How to speed up read and write csv with multi thread - python

Question

I have 30 csv files. Each file has 200,000 row and 10 columns.
I want to read these files and do some process. Below is the code without multi-thread:

import os
import time

csv_dir = './csv'
csv_save_dir = './save_csv'
csv_files = os.listdir(csv_dir)

if __name__ == '__main__':
    if not os.path.exists(csv_save_dir):
        os.makedirs(csv_save_dir)
    start = time.perf_counter()

    for csv_file in csv_files:
        csv_file_path = os.path.join(csv_dir,csv_file)
        with open(csv_file_path,'r') as f:
            lines = f.readlines()
    
        csv_file_save_path = os.path.join(csv_save_dir,'1_'+csv_file)
        with open(csv_file_save_path,'w') as f:
            f.writelines(lines[:20])
        print(f'CSV File saved...')
    
    finish = time.perf_counter()

    print(f'Finished in {round(finish-start, 2)} second(s)')
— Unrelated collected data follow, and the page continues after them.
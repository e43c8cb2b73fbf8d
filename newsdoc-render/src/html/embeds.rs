//! Markup shells for third-party embeds.
//!
//! Serialization emits plain placeholder markup only; no external script is
//! referenced here. Tweet placeholders are hydrated later by the content
//! enhancer's widget loader, video iframes are self-sufficient.

use crate::common::escape::escape_html;
use crate::html::RenderOptions;
use crate::model::{TweetNode, YoutubeNode};

/// 16:9 padding-box wrapper with a privacy-enhanced, lazy-loaded iframe.
/// A missing video id yields nothing.
pub fn youtube_markup(node: &YoutubeNode, options: &RenderOptions) -> String {
    let Some(id) = node.video_id.as_deref() else {
        return String::new();
    };
    format!(
        concat!(
            "<div class=\"newsdoc-embed-video\" style=\"position:relative;",
            "padding-bottom:56.25%;height:0;overflow:hidden;max-width:100%\">",
            "<iframe src=\"{base}{id}\" ",
            "style=\"position:absolute;top:0;left:0;width:100%;height:100%\" ",
            "title=\"YouTube video\" frameborder=\"0\" ",
            "allow=\"accelerometer; autoplay; clipboard-write; encrypted-media; ",
            "gyroscope; picture-in-picture\" allowfullscreen=\"\" loading=\"lazy\">",
            "</iframe></div>"
        ),
        base = escape_html(&options.youtube_embed_base),
        id = escape_html(id),
    )
}

/// Placeholder block-quote the widget script upgrades in the browser.
/// A missing tweet id yields nothing.
pub fn tweet_markup(node: &TweetNode, options: &RenderOptions) -> String {
    let Some(id) = node.id.as_deref() else {
        return String::new();
    };
    format!(
        "<blockquote class=\"twitter-tweet\" data-tweet-id=\"{id}\"><a href=\"{base}{id}\"></a></blockquote>",
        base = escape_html(&options.tweet_status_base),
        id = escape_html(id),
    )
}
The elapsed time of the above code is about 7 seconds. This time, I modified the above code with multi-thread. The code is as follows:

import os
import time
import concurrent.futures

csv_dir = './csv'
csv_save_dir = './save_csv'
csv_files = os.listdir(csv_dir)

def read_and_write_csv(csv_file):
    csv_file_path = os.path.join(csv_dir,csv_file)
    with open(csv_file_path,'r') as f:
        lines = f.readlines()

    csv_file_save_path = os.path.join(csv_save_dir,'1_'+csv_file)
    with open(csv_file_save_path,'w') as f:
        f.writelines(lines[:20])
    print(f'CSV File saved...')

if __name__ == '__main__':
    if not os.path.exists(csv_save_dir):
        os.makedirs(csv_save_dir)

    start = time.perf_counter()
    with concurrent.futures.ThreadPoolExecutor(max_workers=20) as executor:
        executor.map(read_and_write_csv, [csv_file for csv_file in csv_files])
    finish = time.perf_counter()

    print(f'Finished in {round(finish-start, 2)} second(s)')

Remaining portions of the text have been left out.